TELEVİZYON 13 Şubat 2018
39,3b OKUNMA     932 PAYLAŞIM

Güldürürken Depresyona Sokan Dizi Louie'nin "İşte Bu Benim!" Dedirten Hayat Muhakemesi

Şimdilik 2010-2015 arasında yayınlanan beş sezonu bulunan FX yapımı Louie, ünlü komedyen Louis C.K.'in stand-up'ları ve hayata dair sorgulamalarından beslenen harikulade bir dizi. Bu sorgulamalar, üzerine uzun uzadıya düşünülmeyi hak ediyor.
Uyarı: Yer yer spoiler içerir.


louie o kadar gerçek ki, o kadar hayata dair ki alıp içine çekiyo sizi. çok acı şeyler de var bu dizide, o kadar ki bazen yüreğiniz kaldırmıyor. çünkü onunla birlikte, onun analiz ettiklerinin ötesinde etmediklerini de görüyorsunuz. daha doğrusu edemediklerini.

şimdi bu adam bi kere bir çok insanın yaşantısından çok daha zor bir hayat yaşıyor duygusal boyutta. sebebini açıklayacağım.

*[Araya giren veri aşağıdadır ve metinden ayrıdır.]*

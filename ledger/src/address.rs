//! # Account Addresses
//!
//! An [`Address`] is the opaque identity of a ledger account: 20 bytes,
//! hex-encoded for humans, comparable and hashable for machines. Accounts
//! have no creation or destruction lifecycle — an address "exists" the
//! moment something credits it or approves it.
//!
//! The all-zeroes address is special. It is never a valid transfer or mint
//! recipient, and it appears as the `from`/`to` sentinel in mint and burn
//! [`Transfer`](crate::events::Event::Transfer) records, mirroring the
//! convention of every fungible-token ledger worth interoperating with.

use serde::{Deserialize, Serialize};
use std::fmt;
use thiserror::Error;

/// Address width in bytes.
pub const ADDRESS_LENGTH: usize = 20;

// ---------------------------------------------------------------------------
// Errors
// ---------------------------------------------------------------------------

/// Errors that can occur when parsing an address from its hex form.
#[derive(Debug, Error)]
pub enum AddressError {
    /// The hex string could not be decoded.
    #[error("hex decode error: {0}")]
    HexDecode(#[from] hex::FromHexError),

    /// The decoded data has an unexpected length.
    #[error("invalid address length: expected {expected} bytes, got {got}")]
    InvalidLength {
        /// Expected number of bytes.
        expected: usize,
        /// Actual number of bytes.
        got: usize,
    },
}

// ---------------------------------------------------------------------------
// Address
// ---------------------------------------------------------------------------

/// A 20-byte account identity.
///
/// # Examples
///
/// ```
/// use clink_ledger::address::Address;
///
/// let addr = Address::from_bytes([0xAB; 20]);
/// let hex = addr.to_hex();
/// let recovered: Address = hex.parse().unwrap();
/// assert_eq!(addr, recovered);
/// assert!(!addr.is_zero());
/// ```
#[derive(Clone, Copy, PartialEq, Eq, Hash, PartialOrd, Ord, Serialize, Deserialize)]
pub struct Address([u8; ADDRESS_LENGTH]);

impl Address {
    /// The null identity — invalid as a recipient, used as the mint/burn
    /// sentinel in transfer records.
    pub const ZERO: Address = Address([0u8; ADDRESS_LENGTH]);

    /// Creates an address from raw bytes.
    pub fn from_bytes(bytes: [u8; ADDRESS_LENGTH]) -> Self {
        Self(bytes)
    }

    /// Returns the raw bytes.
    pub fn as_bytes(&self) -> &[u8; ADDRESS_LENGTH] {
        &self.0
    }

    /// Returns the 40-character hex encoding, without a `0x` prefix.
    pub fn to_hex(&self) -> String {
        hex::encode(self.0)
    }

    /// Parses a hex-encoded address. A leading `0x` is accepted and ignored.
    pub fn from_hex(s: &str) -> Result<Self, AddressError> {
        let stripped = s.strip_prefix("0x").unwrap_or(s);
        let bytes = hex::decode(stripped)?;
        if bytes.len() != ADDRESS_LENGTH {
            return Err(AddressError::InvalidLength {
                expected: ADDRESS_LENGTH,
                got: bytes.len(),
            });
        }
        let mut arr = [0u8; ADDRESS_LENGTH];
        arr.copy_from_slice(&bytes);
        Ok(Self(arr))
    }

    /// Returns `true` if this is the null identity.
    pub fn is_zero(&self) -> bool {
        self.0 == [0u8; ADDRESS_LENGTH]
    }
}

impl fmt::Debug for Address {
    fn fmt(&self, f: &mut fmt::Formatter<'_>) -> fmt::Result {
        write!(f, "Address(0x{}...)", &self.to_hex()[..8])
    }
}

impl fmt::Display for Address {
    fn fmt(&self, f: &mut fmt::Formatter<'_>) -> fmt::Result {
        write!(f, "0x{}", self.to_hex())
    }
}

impl std::str::FromStr for Address {
    type Err = AddressError;

    fn from_str(s: &str) -> Result<Self, Self::Err> {
        Self::from_hex(s)
    }
}

// ---------------------------------------------------------------------------
// Serde helper: serialize HashMap<Address, V> with hex-string keys
// ---------------------------------------------------------------------------

/// Serde helper module for serializing/deserializing `HashMap<Address, V>`
/// as a JSON object with hex-encoded string keys.
///
/// JSON requires map keys to be strings, but `Address` wraps `[u8; 20]`
/// which serde would serialize as an array. This module converts keys
/// to/from their hex representation so the map serializes correctly.
pub mod address_map {
    use super::Address;
    use serde::{Deserialize, Deserializer, Serialize, Serializer};
    use std::collections::HashMap;

    pub fn serialize<V, S>(map: &HashMap<Address, V>, serializer: S) -> Result<S::Ok, S::Error>
    where
        V: Serialize,
        S: Serializer,
    {
        use serde::ser::SerializeMap;
        let mut ser_map = serializer.serialize_map(Some(map.len()))?;
        for (key, value) in map {
            ser_map.serialize_entry(&key.to_hex(), value)?;
        }
        ser_map.end()
    }

    pub fn deserialize<'de, V, D>(deserializer: D) -> Result<HashMap<Address, V>, D::Error>
    where
        V: Deserialize<'de>,
        D: Deserializer<'de>,
    {
        let string_map: HashMap<String, V> = HashMap::deserialize(deserializer)?;
        string_map
            .into_iter()
            .map(|(key, value)| {
                Address::from_hex(&key)
                    .map(|addr| (addr, value))
                    .map_err(serde::de::Error::custom)
            })
            .collect()
    }
}

/// Serde helper module for `HashMap<(Address, Address), V>` — allowances
/// keyed by (owner, spender) pairs. Keys serialize as `"ownerhex:spenderhex"`.
pub mod allowance_map {
    use super::Address;
    use serde::{Deserialize, Deserializer, Serialize, Serializer};
    use std::collections::HashMap;

    pub fn serialize<V, S>(
        map: &HashMap<(Address, Address), V>,
        serializer: S,
    ) -> Result<S::Ok, S::Error>
    where
        V: Serialize,
        S: Serializer,
    {
        use serde::ser::SerializeMap;
        let mut ser_map = serializer.serialize_map(Some(map.len()))?;
        for ((owner, spender), value) in map {
            let key = format!("{}:{}", owner.to_hex(), spender.to_hex());
            ser_map.serialize_entry(&key, value)?;
        }
        ser_map.end()
    }

    pub fn deserialize<'de, V, D>(
        deserializer: D,
    ) -> Result<HashMap<(Address, Address), V>, D::Error>
    where
        V: Deserialize<'de>,
        D: Deserializer<'de>,
    {
        let string_map: HashMap<String, V> = HashMap::deserialize(deserializer)?;
        string_map
            .into_iter()
            .map(|(key, value)| {
                let (owner_hex, spender_hex) = key
                    .split_once(':')
                    .ok_or_else(|| serde::de::Error::custom("missing ':' in allowance key"))?;
                let owner = Address::from_hex(owner_hex).map_err(serde::de::Error::custom)?;
                let spender = Address::from_hex(spender_hex).map_err(serde::de::Error::custom)?;
                Ok(((owner, spender), value))
            })
            .collect()
    }
}

// ---------------------------------------------------------------------------
// Tests
// ---------------------------------------------------------------------------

çoğunlukla insanlar kendilerine dair olan karanlık gerçeklere, arzulara, kötü niyetlerine uzak olma eğilimindelerdir savunma mekanizmaları gereği. ki bu mekanizmalar boyutları faydalarını aşmadığı sürece gereklidir, iyi bi şeydir yani. çünkü kimse kendini iğrenç biri olarak görmek istemez. daha doğrusu, eğer sadece insanların ve kendinin sahip olduğu en hayvani yönlere ve gerçeklere bakmaya kalkar ise, bu aynı anda insanın yaşamasını devam ettirebilmek için olan (yine aynı hayvani olanlar gibi -en az onlar kadar olan-) ihtiyaçlarını karşılama ile ilgili ciddi bir isteksizliğe ve çelişkiye sürükler. sevme, sevilme, bağlanma ve aidiyet duygusu vs... bunlar her insanın sadece insan olduğu için hak ettiği ve ihtiyaç duyduğu şeylerdir.

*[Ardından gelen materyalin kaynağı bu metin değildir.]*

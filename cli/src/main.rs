// Copyright (c) 2026 ALAS Technology. MIT License.
// See LICENSE for details.

//! # CLINK Harness
//!
//! Entry point for the `clink` binary. This is the invocation layer the
//! ledger core was built against: it authenticates nobody and persists
//! nothing — it simply constructs a ledger, plays the role of each caller
//! in turn, and shows the results.
//!
//! The `demo` subcommand mirrors the deployment script: construct with a
//! genesis supply, hand the minter and pauser roles to accounts other than
//! the deployer, then walk the full operation surface — mint, transfer,
//! approve, delegated transfer, pause/unpause, burn — and dump the event
//! journal.

mod cli;
mod logging;

use anyhow::{bail, Context, Result};
use clap::Parser;

use clink_ledger::address::{Address, ADDRESS_LENGTH};
use clink_ledger::config;
use clink_ledger::error::LedgerError;
use clink_ledger::ledger::Ledger;
use clink_ledger::roles::Role;

use cli::{ClinkCli, Commands, DemoArgs};

fn main() -> Result<()> {
    let cli = ClinkCli::parse();

    match cli.command {
        Commands::Demo(args) => run_demo(args),
        Commands::Version => {
            print_version();
            Ok(())
        }
    }
}

/// Derives a deterministic demo address from a short tag. Tags longer
/// than the address width are truncated.
fn demo_address(tag: &str) -> Address {
    let mut bytes = [0u8; ADDRESS_LENGTH];
    for (slot, byte) in bytes.iter_mut().zip(tag.bytes()) {
        *slot = byte;
    }
    Address::from_bytes(bytes)
}

/// Runs the scripted deployment scenario.
fn run_demo(args: DemoArgs) -> Result<()> {
    logging::init_logging("clink=info,clink_ledger=debug", args.log_format);

    let deployer = demo_address("clink-deployer");
    let minter = demo_address("clink-minter");
    let pauser = demo_address("clink-pauser");
    let alice = demo_address("clink-alice");
    let bob = demo_address("clink-bob");

    let initial_supply = config::whole_tokens(args.initial_supply);
    let max_supply = config::whole_tokens(args.max_supply);

    tracing::info!(
        deployer = %deployer,
        initial_supply = args.initial_supply,
        max_supply = args.max_supply,
        "deploying ledger"
    );
    let mut ledger =
        Ledger::new(deployer, initial_supply, max_supply).context("failed to deploy ledger")?;

    // Hand operational roles to dedicated accounts — the deployer keeps
    // administration, day-to-day levers live elsewhere.
    ledger
        .grant_role(deployer, Role::Minter, minter)
        .context("failed to grant minter role")?;
    ledger
        .grant_role(deployer, Role::Pauser, pauser)
        .context("failed to grant pauser role")?;
    tracing::info!(minter = %minter, pauser = %pauser, "operational roles granted");

    // Mint fresh supply to alice.
    let minted = config::whole_tokens(1_000);
    ledger
        .mint(minter, alice, minted)
        .context("mint to alice failed")?;

    // Direct transfer deployer -> bob.
    let transferred = config::whole_tokens(2_500);
    ledger
        .transfer(deployer, bob, transferred)
        .context("transfer to bob failed")?;

    // Delegated transfer: alice approves bob, bob spends half of it.
    ledger
        .approve(alice, bob, config::whole_tokens(400))
        .context("approval failed")?;
    ledger
        .transfer_from(bob, alice, bob, config::whole_tokens(200))
        .context("delegated transfer failed")?;

    // Pause round-trip: while paused, transfers bounce and supply
    // control keeps working.
    ledger.pause(pauser).context("pause failed")?;
    match ledger.transfer(deployer, alice, config::whole_tokens(1)) {
        Err(LedgerError::Paused) => {
            tracing::info!("transfer rejected while paused, as designed")
        }
        Err(other) => return Err(other).context("unexpected rejection while paused"),
        Ok(()) => bail!("transfer unexpectedly succeeded while paused"),
    }
    ledger
        .mint(minter, alice, config::whole_tokens(50))
        .context("mint while paused failed")?;
    ledger.unpause(pauser).context("unpause failed")?;

    // Alice burns part of her holdings.
    ledger
        .burn(alice, config::whole_tokens(100))
        .context("burn failed")?;

    println!("Demo run complete.");
    println!("  Token          : {} ({})", ledger.name(), ledger.symbol());
    println!("  Total supply   : {}", ledger.total_supply());
    println!("  Max supply     : {}", ledger.max_supply());
    println!("  Deployer       : {}", ledger.balance_of(deployer));
    println!("  Alice          : {}", ledger.balance_of(alice));
    println!("  Bob            : {}", ledger.balance_of(bob));
    println!("  Alice -> Bob   : {} allowed", ledger.allowance(alice, bob));
    println!("  Events emitted : {}", ledger.events().len());

    if !args.no_journal {
        let journal =
            serde_json::to_string_pretty(ledger.events()).context("failed to encode journal")?;
        println!("{}", journal);
    }

    Ok(())
}

/// Prints version information to stdout.
fn print_version() {
    println!("clink {}", env!("CARGO_PKG_VERSION"));
    println!(
        "token {} ({}, {} decimals)",
        config::TOKEN_NAME,
        config::TOKEN_SYMBOL,
        config::TOKEN_DECIMALS
    );
}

louie, kendine ve insanlara sansürsüz bir şekilde bakabilmektedir. onun dünyaya bir şeyleri es geçerek bakabilmesi, olan şeylerin altındaki ilkel sebepleri görmemesi mümkün değildir. bu ona inanılmaz bi kapasite, belki deha kazandırmakla birlikte, bazı şeyleri de hiç görememesine sebep olur. çünkü kendini bu kadar iyi tanıyan ve her şeyi en ince ayrıntısı ile analiz edebilen ve kimsenin göremediklerini, fark edemediklerini fark eden bi insanın aynı anda kendi sahip olduğu insani ve iyi şeyleri göremiyor olması cidden mantıklı değildir. babası ile ilgili duyduğu bir cümleden hastalanacak kadar hassas bir insandan bahsediyoruz. burada yaşanan sadece stres değildir, o stresi doğuran duygusal bir yüklülük söz konusudur ve bu duygusal yükün olmasının yegâne sebebi aslında onun son derece içten ve son derece naif bir insan olmasından kaynaklanır.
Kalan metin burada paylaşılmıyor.